I got this MFCC error when I running Deep Speech
Missing 5 bands starting at 0 in mel-frequency design. Perhaps too many channels or not enough frequency resolution in spectrum. (input_length: 257 input_sample_rate: 44100 output_channel_count: 40 lower_frequency_limit: 20 upper_frequency_limit: 4000
How I should do to improve frequency?
I have 2 seconds in each wav file.

Thank you

Is that at inference or training ?

It is at training from Epoch 0. I am using transfer learning 2 branch. My utterances has English and Chinese mixed, but English occupied more than Chinese words. @lissyx

Is your whole dataset using 44.1kHz stereo ? have you made any change to the code ?

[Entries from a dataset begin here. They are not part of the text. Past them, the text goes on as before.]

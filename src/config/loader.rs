// src/config/loader.rs

use std::fs;
use std::path::Path;

use anyhow::{Context, Result};
use tracing::info;

use crate::config::model::ConfigFile;
use crate::config::validate::validate_config;

/// Load a configuration file from a given path and return the raw `ConfigFile`.
///
/// This only performs TOML deserialization; it does **not** perform semantic
/// validation (glob syntax, output locations, etc.). Use [`load_and_validate`]
/// for that.
pub fn load_from_path(path: impl AsRef<Path>) -> Result<ConfigFile> {
    let path = path.as_ref();
    let contents =
        fs::read_to_string(path).with_context(|| format!("reading config file at {:?}", path))?;

    let config: ConfigFile = toml::from_str(&contents)
        .with_context(|| format!("parsing TOML config from {:?}", path))?;

    Ok(config)
}

/// Load a configuration file from path and run basic validation.
///
/// This is the recommended entry point for the rest of the application:
///
/// - Reads TOML, or falls back to the built-in defaults when the file does
///   not exist (the conventional src/ + public/ + dist/ layout needs no
///   config at all).
/// - Applies defaults (handled by `serde` + `Default` impls).
/// - Checks glob syntax, distinct output locations, and watch settings.
pub fn load_and_validate(path: impl AsRef<Path>) -> Result<ConfigFile> {
    let path = path.as_ref();

    let config = if path.exists() {
        load_from_path(path)?
    } else {
        info!(path = ?path, "no config file found; using built-in defaults");
        ConfigFile::default()
    };

    validate_config(&config)?;
    Ok(config)
}
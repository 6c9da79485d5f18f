// src/engine/mod.rs

//! Watch scheduler runtime.
//!
//! This module ties together:
//! - the watch bindings (source set -> task)
//! - the per-binding Idle/Triggered state machine
//! - the policy for triggers arriving while a bound task is running
//! - the main event loop that reacts to file-watch triggers, task
//!   completions, and shutdown signals

pub mod runtime;

pub use runtime::{OnBusy, Runtime, RuntimeEvent, WatchBinding};
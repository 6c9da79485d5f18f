// src/lib.rs

pub mod cli;
pub mod config;
pub mod engine;
pub mod errors;
pub mod logging;
pub mod notifier;
pub mod pipeline;
pub mod serve;
pub mod task;
pub mod transform;
pub mod watch;

use std::str::FromStr;
use std::sync::Arc;
use std::time::Duration;

use anyhow::{anyhow, Result};
use tokio::sync::mpsc;
use tracing::{info, warn};

use crate::cli::{CliArgs, PipelineCommand};
use crate::config::loader::load_and_validate;
use crate::config::model::ConfigFile;
use crate::engine::{OnBusy, Runtime, RuntimeEvent};
use crate::notifier::{DesktopNotifier, Notifier};
use crate::pipeline::PipelineGraph;
use crate::serve::ReloadHub;
use crate::task::Task;
use crate::watch::{WatcherOptions, WatchProfile};

/// High-level entry point used by `main.rs`.
///
/// This wires together:
/// - config loading
/// - the explicit task graph (built once, passed around as a value)
/// - the selected entry pipeline
/// - for `dev`: server, watcher, and the watch scheduler runtime
pub async fn run(args: CliArgs) -> Result<()> {
    let cfg = load_and_validate(&args.config)?;

    let notifier: Arc<dyn Notifier> = Arc::new(DesktopNotifier);
    let hub = ReloadHub::new();
    let graph = pipeline::build_graph(&cfg, notifier, hub.clone())?;

    match args.command.unwrap_or(PipelineCommand::Dev) {
        PipelineCommand::Dev => run_dev(&cfg, graph, hub).await,
        PipelineCommand::Clean => run_once(graph.clean).await,
        PipelineCommand::Build => run_once(graph.build).await,
        PipelineCommand::Webp => run_once(graph.webp).await,
        PipelineCommand::WebpBuild => run_once(graph.webp_build).await,
    }
}

/// Execute one entry pipeline and return. Contained per-file failures were
/// already surfaced while running; they do not fail the process.
async fn run_once(task: Arc<dyn Task>) -> Result<()> {
    let outcome = task.execute().await?;

    if !outcome.is_success() {
        warn!(
            task = %task.name(),
            failures = outcome.failures(),
            "pipeline finished with failures"
        );
    }

    Ok(())
}

/// The default pipeline: build everything once, start the dev server, then
/// install the watch bindings and idle until Ctrl-C.
async fn run_dev(cfg: &ConfigFile, graph: PipelineGraph, hub: ReloadHub) -> Result<()> {
    let outcome = graph.build_once.execute().await?;
    if !outcome.is_success() {
        warn!(
            failures = outcome.failures(),
            "initial build finished with failures; watching anyway"
        );
    }

    // Dev server; a bind failure is fatal.
    let server = serve::spawn_server(cfg.paths.serve_root(), cfg.server.port, hub.clone()).await?;
    info!(addr = %server.addr, "serving {}", cfg.paths.serve);

    // Watch scheduler wiring.
    let on_busy = OnBusy::from_str(&cfg.watch.on_busy).map_err(|e| anyhow!(e))?;
    let (rt_tx, rt_rx) = mpsc::channel::<RuntimeEvent>(64);

    let profiles: Vec<WatchProfile> = graph
        .bindings
        .iter()
        .enumerate()
        .map(|(index, binding)| WatchProfile {
            binding: index,
            sources: binding.sources.clone(),
        })
        .collect();

    let _watcher_handle = watch::spawn_watcher(
        cfg.paths.source_root(),
        profiles,
        rt_tx.clone(),
        WatcherOptions {
            debounce: Duration::from_millis(cfg.watch.debounce_ms),
            use_hash: cfg.watch.use_hash,
        },
    )?;

    // Ctrl-C requests graceful shutdown.
    {
        let tx = rt_tx.clone();
        tokio::spawn(async move {
            if let Err(e) = tokio::signal::ctrl_c().await {
                eprintln!("failed to listen for Ctrl+C: {e}");
                return;
            }
            let _ = tx.send(RuntimeEvent::ShutdownRequested).await;
        });
    }

    let runtime = Runtime::new(graph.bindings, on_busy, rt_rx, rt_tx);
    runtime.run().await
}
#![allow(dead_code)]

use std::sync::{Arc, Mutex};
use std::time::Duration;

use async_trait::async_trait;

use sitepipe::task::{Task, TaskOutcome, TaskResult};

/// Task that records start/end markers into a shared log, optionally
/// sleeping in between, and finishes with a fixed outcome.
pub struct StepTask {
    name: String,
    log: Arc<Mutex<Vec<String>>>,
    delay: Duration,
    outcome: TaskOutcome,
}

impl StepTask {
    pub fn new(name: &str, log: Arc<Mutex<Vec<String>>>, delay: Duration) -> Arc<dyn Task> {
        Arc::new(Self {
            name: name.to_string(),
            log,
            delay,
            outcome: TaskOutcome::Success,
        })
    }

    pub fn failing(
        name: &str,
        log: Arc<Mutex<Vec<String>>>,
        delay: Duration,
        failures: usize,
    ) -> Arc<dyn Task> {
        Arc::new(Self {
            name: name.to_string(),
            log,
            delay,
            outcome: TaskOutcome::Failed { failures },
        })
    }
}

#[async_trait]
impl Task for StepTask {
    fn name(&self) -> &str {
        &self.name
    }

    async fn execute(&self) -> TaskResult {
        self.log.lock().unwrap().push(format!("{} start", self.name));
        tokio::time::sleep(self.delay).await;
        self.log.lock().unwrap().push(format!("{} end", self.name));
        Ok(self.outcome)
    }
}

/// Read back every file under `root` as a map of relative path -> content.
pub fn snapshot_tree(root: &std::path::Path) -> std::collections::BTreeMap<String, Vec<u8>> {
    let mut map = std::collections::BTreeMap::new();
    if !root.exists() {
        return map;
    }

    let mut stack = vec![root.to_path_buf()];
    while let Some(dir) = stack.pop() {
        for entry in std::fs::read_dir(&dir).unwrap() {
            let entry = entry.unwrap();
            let path = entry.path();
            if path.is_dir() {
                stack.push(path);
            } else {
                let rel = path
                    .strip_prefix(root)
                    .unwrap()
                    .to_string_lossy()
                    .replace('\\', "/");
                map.insert(rel, std::fs::read(&path).unwrap());
            }
        }
    }

    map
}
// src/engine/runtime.rs

use std::str::FromStr;
use std::sync::Arc;

use anyhow::Result;
use tokio::sync::mpsc;
use tracing::{debug, error, info, warn};

use crate::task::{Task, TaskOutcome};
use crate::watch::SourceSet;

/// Policy for a trigger that arrives while the bound task is already running.
///
/// - `Queue` (default): remember at most one pending rerun, coalescing any
///   number of triggers into it, and start it when the in-flight run
///   completes.
/// - `Drop`: ignore the trigger entirely.
#[derive(Debug, Clone, Copy, PartialEq, Eq, Default)]
pub enum OnBusy {
    #[default]
    Queue,
    Drop,
}

impl FromStr for OnBusy {
    type Err = String;

    fn from_str(s: &str) -> Result<Self, Self::Err> {
        match s.trim().to_lowercase().as_str() {
            "queue" => Ok(OnBusy::Queue),
            "drop" => Ok(OnBusy::Drop),
            other => Err(format!(
                "invalid on_busy: {other} (expected \"queue\" or \"drop\")"
            )),
        }
    }
}

/// Maps a source set to the task executed when a matching file changes.
pub struct WatchBinding {
    pub sources: SourceSet,
    pub task: Arc<dyn Task>,
}

/// Events sent into the runtime from the watcher, finished task runs, or
/// external signals.
#[derive(Debug, Clone, Copy)]
pub enum RuntimeEvent {
    /// A file matching the binding's source set changed.
    BindingTriggered { binding: usize },
    /// The binding's in-flight task run finished.
    BindingFinished {
        binding: usize,
        outcome: TaskOutcome,
    },
    ShutdownRequested,
}

/// Per-binding state: Idle -> (trigger) -> Triggered -> (completion) -> Idle.
#[derive(Debug, Clone, Copy, PartialEq, Eq)]
enum BindingState {
    Idle,
    Triggered,
}

struct BindingSlot {
    binding: WatchBinding,
    state: BindingState,
    /// A trigger arrived while Triggered and the policy is Queue; exactly one
    /// rerun is pending regardless of how many triggers coalesced into it.
    pending: bool,
}

/// The watch scheduler event loop.
///
/// Responsibilities:
/// - Consume `RuntimeEvent`s from the watcher and fired-off task runs.
/// - Apply the on-busy policy per binding.
/// - Execute each binding's task, one run in flight per binding at a time.
pub struct Runtime {
    slots: Vec<BindingSlot>,
    on_busy: OnBusy,

    events_rx: mpsc::Receiver<RuntimeEvent>,
    /// Cloned into spawned task runs so they can report completion.
    events_tx: mpsc::Sender<RuntimeEvent>,
}

impl Runtime {
    pub fn new(
        bindings: Vec<WatchBinding>,
        on_busy: OnBusy,
        events_rx: mpsc::Receiver<RuntimeEvent>,
        events_tx: mpsc::Sender<RuntimeEvent>,
    ) -> Self {
        let slots = bindings
            .into_iter()
            .map(|binding| BindingSlot {
                binding,
                state: BindingState::Idle,
                pending: false,
            })
            .collect();

        Self {
            slots,
            on_busy,
            events_rx,
            events_tx,
        }
    }

    /// Main event loop. Runs until shutdown is requested or every sender is
    /// gone.
    pub async fn run(mut self) -> Result<()> {
        info!(bindings = self.slots.len(), "watch scheduler started");

        while let Some(event) = self.events_rx.recv().await {
            debug!(?event, "runtime received event");

            match event {
                RuntimeEvent::BindingTriggered { binding } => self.handle_trigger(binding),
                RuntimeEvent::BindingFinished { binding, outcome } => {
                    self.handle_finished(binding, outcome)
                }
                RuntimeEvent::ShutdownRequested => {
                    info!("shutdown requested, stopping watch scheduler");
                    break;
                }
            }
        }

        info!("watch scheduler exiting");
        Ok(())
    }

    fn handle_trigger(&mut self, index: usize) {
        let Some(slot) = self.slots.get_mut(index) else {
            warn!(binding = index, "trigger for unknown binding; ignoring");
            return;
        };

        match slot.state {
            BindingState::Idle => {
                slot.state = BindingState::Triggered;
                Self::spawn_run(index, &slot.binding, self.events_tx.clone());
            }
            BindingState::Triggered => match self.on_busy {
                OnBusy::Queue => {
                    slot.pending = true;
                    debug!(
                        task = %slot.binding.task.name(),
                        "trigger while running; rerun queued"
                    );
                }
                OnBusy::Drop => {
                    debug!(
                        task = %slot.binding.task.name(),
                        "trigger while running; dropped"
                    );
                }
            },
        }
    }

    fn handle_finished(&mut self, index: usize, outcome: TaskOutcome) {
        let Some(slot) = self.slots.get_mut(index) else {
            warn!(binding = index, "completion for unknown binding; ignoring");
            return;
        };

        match outcome {
            TaskOutcome::Success => {
                info!(task = %slot.binding.task.name(), "bound task completed")
            }
            TaskOutcome::Failed { failures } => {
                warn!(
                    task = %slot.binding.task.name(),
                    failures,
                    "bound task completed with failures"
                );
            }
        }

        if slot.pending {
            slot.pending = false;
            debug!(task = %slot.binding.task.name(), "starting queued rerun");
            Self::spawn_run(index, &slot.binding, self.events_tx.clone());
        } else {
            slot.state = BindingState::Idle;
        }
    }

    /// Fire off one execution of the binding's task. The run reports back via
    /// `BindingFinished`; a fatal task error is contained here so the watch
    /// loop survives (it is logged and counted as one failure).
    fn spawn_run(index: usize, binding: &WatchBinding, events_tx: mpsc::Sender<RuntimeEvent>) {
        let task = Arc::clone(&binding.task);

        tokio::spawn(async move {
            info!(task = %task.name(), "watch trigger: executing bound task");

            let outcome = match task.execute().await {
                Ok(outcome) => outcome,
                Err(err) => {
                    error!(task = %task.name(), error = %err, "bound task errored");
                    TaskOutcome::Failed { failures: 1 }
                }
            };

            if events_tx
                .send(RuntimeEvent::BindingFinished {
                    binding: index,
                    outcome,
                })
                .await
                .is_err()
            {
                debug!("runtime gone before completion could be reported");
            }
        });
    }
}
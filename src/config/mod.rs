// src/config/mod.rs

//! Configuration loading and validation for sitepipe.
//!
//! Responsibilities:
//! - Define the TOML-backed data model (`model.rs`).
//! - Load a config file from disk, falling back to built-in defaults
//!   reproducing the conventional src/ + public/ + dist/ layout (`loader.rs`).
//! - Validate basic invariants like glob syntax and distinct output
//!   locations (`validate.rs`).

pub mod loader;
pub mod model;
pub mod validate;

pub use loader::{load_and_validate, load_from_path};
pub use model::{
    BuildSection, ConfigFile, PathsSection, PipelineConfig, ReloadMode, ServerSection,
    WatchSection,
};
pub use validate::validate_config;
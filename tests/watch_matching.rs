use std::error::Error;
use std::path::Path;
use std::sync::Arc;

use sitepipe::config::model::ConfigFile;
use sitepipe::notifier::{LogNotifier, Notifier};
use sitepipe::pipeline::{build_graph, PipelineGraph};
use sitepipe::serve::ReloadHub;
use sitepipe::watch::{matching_bindings, WatchProfile};

type TestResult = Result<(), Box<dyn Error>>;

/// Graph + profiles the way the dev entrypoint wires them, with the source
/// root placed at an absolute path outside the cwd.
fn absolute_root_fixture(dir: &Path) -> anyhow::Result<(ConfigFile, PipelineGraph)> {
    let mut cfg = ConfigFile::default();
    cfg.paths.source = dir.join("src").to_string_lossy().into_owned();
    cfg.paths.serve = dir.join("public").to_string_lossy().into_owned();
    cfg.paths.dist = dir.join("dist").to_string_lossy().into_owned();

    let notifier: Arc<dyn Notifier> = Arc::new(LogNotifier);
    let graph = build_graph(&cfg, notifier, ReloadHub::new())?;
    Ok((cfg, graph))
}

fn profiles_for(graph: &PipelineGraph) -> Vec<WatchProfile> {
    graph
        .bindings
        .iter()
        .enumerate()
        .map(|(index, binding)| WatchProfile {
            binding: index,
            sources: binding.sources.clone(),
        })
        .collect()
}

#[test]
fn bindings_trigger_for_changes_under_an_absolute_source_root() -> TestResult {
    let dir = tempfile::tempdir()?;
    let (cfg, graph) = absolute_root_fixture(dir.path())?;
    let root = cfg.paths.source_root();
    let profiles = profiles_for(&graph);

    // The watcher observes the source root and hands over absolute event
    // paths; each must land on exactly its own binding.
    let hit = matching_bindings(&root, &profiles, &root.join("ejs/index.ejs"));
    assert_eq!(hit.len(), 1);
    assert_eq!(graph.bindings[hit[0]].task.name(), "pages+reload");

    let hit = matching_bindings(&root, &profiles, &root.join("scss/main.scss"));
    assert_eq!(hit.len(), 1);
    assert_eq!(graph.bindings[hit[0]].task.name(), "styles+reload");

    let hit = matching_bindings(&root, &profiles, &root.join("ts/sub/app.ts"));
    assert_eq!(hit.len(), 1);
    assert_eq!(graph.bindings[hit[0]].task.name(), "scripts+reload");
    Ok(())
}

#[test]
fn partials_and_foreign_paths_trigger_nothing() -> TestResult {
    let dir = tempfile::tempdir()?;
    let (cfg, graph) = absolute_root_fixture(dir.path())?;
    let root = cfg.paths.source_root();
    let profiles = profiles_for(&graph);

    assert!(matching_bindings(&root, &profiles, &root.join("ejs/_layout.ejs")).is_empty());
    assert!(matching_bindings(&root, &profiles, &root.join("notes.txt")).is_empty());

    // Paths outside the watched root never trigger a binding.
    assert!(matching_bindings(&root, &profiles, dir.path()).is_empty());
    assert!(matching_bindings(&root, &profiles, Path::new("/etc/hosts")).is_empty());
    Ok(())
}

#[test]
fn binding_patterns_are_source_root_relative() -> TestResult {
    let dir = tempfile::tempdir()?;
    let (_, graph) = absolute_root_fixture(dir.path())?;

    // Binding patterns carry only the base prefix, not the configured root,
    // so matching works however the root is spelled.
    let pages = graph
        .bindings
        .iter()
        .find(|b| b.task.name() == "pages+reload")
        .expect("pages binding present");
    assert!(pages.sources.matches("ejs/index.ejs"));
    assert!(!pages.sources.matches("ejs/_layout.ejs"));
    Ok(())
}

No, I change it to 16 bits and 44.1khz(but some of data might smaller or bigger than that) mono for my whole dataset.
example of my wav file property:

I did not make any changes to the code.
Should I make all same size? @lissyx

Please avoid screenshots.

This shows 48kHz, your error reports about 44.1kHz and you says it has been converted to 16kHz. Could you make sure your whole dataset is mono 16kHz ?

So the whole dataset has to be 16khz instead of 44.1kHz? @lissyx

No, the whole dataset has to be in the same format. Our default setting and what we train on is 16kHz, so it’s easier for you. Just don’t mix different sample rates.

1 Like